First of all let me say Dr. Chapela is not a member of the department of Plant and Microbial Biology. He belongs to the same department as our party crasher, Environmental Science and Policy Management. In 2001 he published a paper, in Nature, asserting the discovery of transgenes in Mexican landrace* corn. This was big news because Mexico had banned the cultivation of transgenic maize. The implications of the paper were that #1 pollen was drifting hundreds of miles across the border from America #2 Transgenes were surviving from generation to generation in local maize populations. Unfortunately, his analysis was called into question, and other labs were unable to replicate his results from the paper.

In debates with anti-technology types Chapela’s paper will often come up, and my usual response has been to cite the 2005 paper in PNAS that, after looking at 870 plants from 125 fields and 18 locations (153,746 seeds!) in the same region as Chapela collected his sample, was unable to find any containing transgenic traits**, and then I’ll point out that Nature, possibly for the first time ever without the agreement of the author, retracted his paper saying:

Nature has concluded that the evidence available is not sufficient to justify the publication of the original paper.
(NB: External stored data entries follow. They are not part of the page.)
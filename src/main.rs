// Entrypoint for the CLI.
// - Parses flags, sets up logging, builds the client and runs one command.
// - A disabled configuration is not an error: print a notice and exit.

use anyhow::{Context, Result};
use clap::{Parser, Subcommand};
use std::path::PathBuf;
use tracing_subscriber::EnvFilter;
use workerdeploy::{ui, Config, Error, WorkerClient};

/// Deploy and remove Cloudflare worker scripts
#[derive(Parser)]
#[command(name = "workerdeploy", author, version, about, long_about = None)]
struct Cli {
    /// Log at debug level unless RUST_LOG says otherwise
    #[arg(short, long, global = true)]
    verbose: bool,

    #[command(flatten)]
    cloudflare: Config,

    #[command(subcommand)]
    command: Commands,
}

#[derive(Subcommand)]
enum Commands {
    /// Upload a worker script and its function bundle
    Upload {
        /// Script identifier, appended to the configured prefix
        identifier: String,

        /// Entry script uploaded as worker.js
        #[arg(long)]
        script: PathBuf,

        /// JSON manifest listing the function artifacts to bind
        #[arg(long)]
        manifest: Option<PathBuf>,
    },

    /// Delete a previously uploaded worker script
    Delete {
        identifier: String,

        /// Skip the confirmation prompt
        #[arg(short, long)]
        yes: bool,
    },
}

fn init_logging(verbose: bool) {
    let default = if verbose { "debug" } else { "info" };
    tracing_subscriber::fmt()
        .with_env_filter(
            EnvFilter::try_from_default_env().unwrap_or_else(|_| EnvFilter::new(default)),
        )
        .with_writer(std::io::stderr)
        .init();
}

fn main() -> Result<()> {
    let cli = Cli::parse();
    init_logging(cli.verbose);

    cli.cloudflare
        .validate()
        .context("Invalid cloudflare configuration")?;
    let options = cli.cloudflare.generate_options("workerdeploy");

    let client = match WorkerClient::new(options) {
        Ok(client) => client,
        Err(Error::Disabled) => {
            println!("Cloudflare is disabled, nothing to do.");
            return Ok(());
        }
        Err(e) => return Err(e).context("Failed to build cloudflare client"),
    };

    let result = match cli.command {
        Commands::Upload {
            identifier,
            script,
            manifest,
        } => ui::upload(&client, &identifier, &script, manifest.as_deref()).map(|_| ()),
        Commands::Delete { identifier, yes } => ui::delete(&client, &identifier, yes).map(|_| ()),
    };

    client.close();
    result
}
For a scientist, the first, inability to replicate the results with more samples in other labs, is the more damning argument.*** But some people find arguments from authority more convincing. For example: “One of the two most prestigious scientific journals in the world said their evidence wasn’t good enough.”
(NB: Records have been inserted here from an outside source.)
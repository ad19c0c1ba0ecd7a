use crate::foundation::error::{TextBehindError, TextBehindResult};

pub use kurbo::{Affine, Point, Vec2};

/// Largest edge length, in pixels, the CPU rasterizer can address.
pub const MAX_CANVAS_EDGE: u32 = u16::MAX as u32;

/// Pixel dimensions of a render target.
#[derive(Clone, Copy, Debug, PartialEq, Eq, serde::Serialize, serde::Deserialize)]
pub struct Canvas {
    /// Width in pixels.
    pub width: u32,
    /// Height in pixels.
    pub height: u32,
}

impl Canvas {
    /// Build a canvas, rejecting empty or oversized dimensions.
    pub fn new(width: u32, height: u32) -> TextBehindResult<Self> {
        let c = Self { width, height };
        c.validate()?;
        Ok(c)
    }

    /// Check that both edges are non-zero and addressable by the rasterizer.
    pub fn validate(self) -> TextBehindResult<()> {
        if self.width == 0 || self.height == 0 {
            return Err(TextBehindError::validation(
                "canvas width/height must be non-zero",
            ));
        }
        if self.width > MAX_CANVAS_EDGE || self.height > MAX_CANVAS_EDGE {
            return Err(TextBehindError::validation(format!(
                "canvas {}x{} exceeds the {MAX_CANVAS_EDGE}px edge limit",
                self.width, self.height
            )));
        }
        Ok(())
    }

    /// Geometric center of the canvas in pixel coordinates.
    pub fn center(self) -> Point {
        Point::new(f64::from(self.width) / 2.0, f64::from(self.height) / 2.0)
    }

    pub(crate) fn size_u16(self) -> TextBehindResult<(u16, u16)> {
        self.validate()?;
        // validate() guarantees both edges fit.
        Ok((self.width as u16, self.height as u16))
    }
}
Either way, this was the first time I’ve heard a comeback to the effect of “oh no, they de-retracted it.” Something I can’t find any evidence of online.
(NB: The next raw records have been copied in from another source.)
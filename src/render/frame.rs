use crate::assets::decode::unpremultiply_rgba8_in_place;

#[derive(Clone, Debug)]
/// Rendered RGBA8 frame.
pub struct FrameRGBA {
    /// Width in pixels.
    pub width: u32,
    /// Height in pixels.
    pub height: u32,
    /// Row-major RGBA8 bytes.
    pub data: Vec<u8>,
    /// Whether `data` is premultiplied by alpha.
    pub premultiplied: bool,
}

impl FrameRGBA {
    /// RGBA bytes of the pixel at `(x, y)`, or `None` outside the frame.
    pub fn pixel(&self, x: u32, y: u32) -> Option<[u8; 4]> {
        if x >= self.width || y >= self.height {
            return None;
        }
        let i = (y as usize * self.width as usize + x as usize) * 4;
        let px = self.data.get(i..i + 4)?;
        Some([px[0], px[1], px[2], px[3]])
    }

    /// Copy of the pixel data with straight alpha.
    pub fn to_straight_rgba8(&self) -> Vec<u8> {
        let mut out = self.data.clone();
        if self.premultiplied {
            unpremultiply_rgba8_in_place(&mut out);
        }
        out
    }
}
When people can’t even agree on facts, it’s impossible to expect us to agree on policy. The same can be seen in politics. The best example I can think of are whether WMDs were ever found in Iraq after the invasion. And in the same way, there can be compromise over policy (look at the health care bills being created in congress as we speak) but it’s impossible to compromise on facts. I remember being lectured for using the expression “these two genes are 60% homologous.”

“Homology is like pregnancy,” said my (excellent) lecturer, “you either are or you aren’t.”

In the same way, a fact is either true or false (or unproven). Every so often I wish for a cross between snopes and mythbusters devoted to everything from “Where Obama was born” to “Are we eating GM potatoes” (we aren’t), but the real solution to ignorance will certainly not nearly so simple.

*Landraces are really cool regional verities of corn. With incredibly diversity, they’re the product of hundreds or thousands of years of selective breeding by farmers living in different regions of central America. And they look really cool too. While some people get caught in the trap of thinking of these lines as ancient, they’re actually constantly changing as farmers search their fields for new desirable traits and trade seed between neighboring villages.

**It’s impossible to prove a negative (that no corn anywhere in central America contains the genes), but it’s possible to demonstrate that the trait couldn’t be present at a level of above say 1%

***Independent replication of results is the gold standard in science. One lab can be mistaken, or commit fraud, or even be subject to weird local variables (contamination in a tube of some chemical used by everyone in the lab). The way to disprove all those possible sources of error is to have another lab can do the same things you describe and have the same results.

2 Comments »

  1. Any thoughts on the 2009 study that did find transgenes in Mexican corn?
    dx.doi.org/10.1111/j.1365-294X.2008.03993.x

    Nature didn’t formally retract the Chapela paper. If they had, the notice would have been marked “Retraction”

    Comment by JS Hoyer — November 1, 2009 @ 9:27 pm

  2. It makes sense. By 2009 it was clear people were smuggling GM seed back into mexico. No one was ever saying genetically engineered corn and landraces would never interbreed, only that they wouldn’t over hundreds of miles. And given the data that Chapela presented also claimed the transgenes were jumping around the genome like a transposon (a result that was never replicated) I still don’t think he actually found it in his paper.

    You’re right about the retraction though, I will edit the post to make that clear.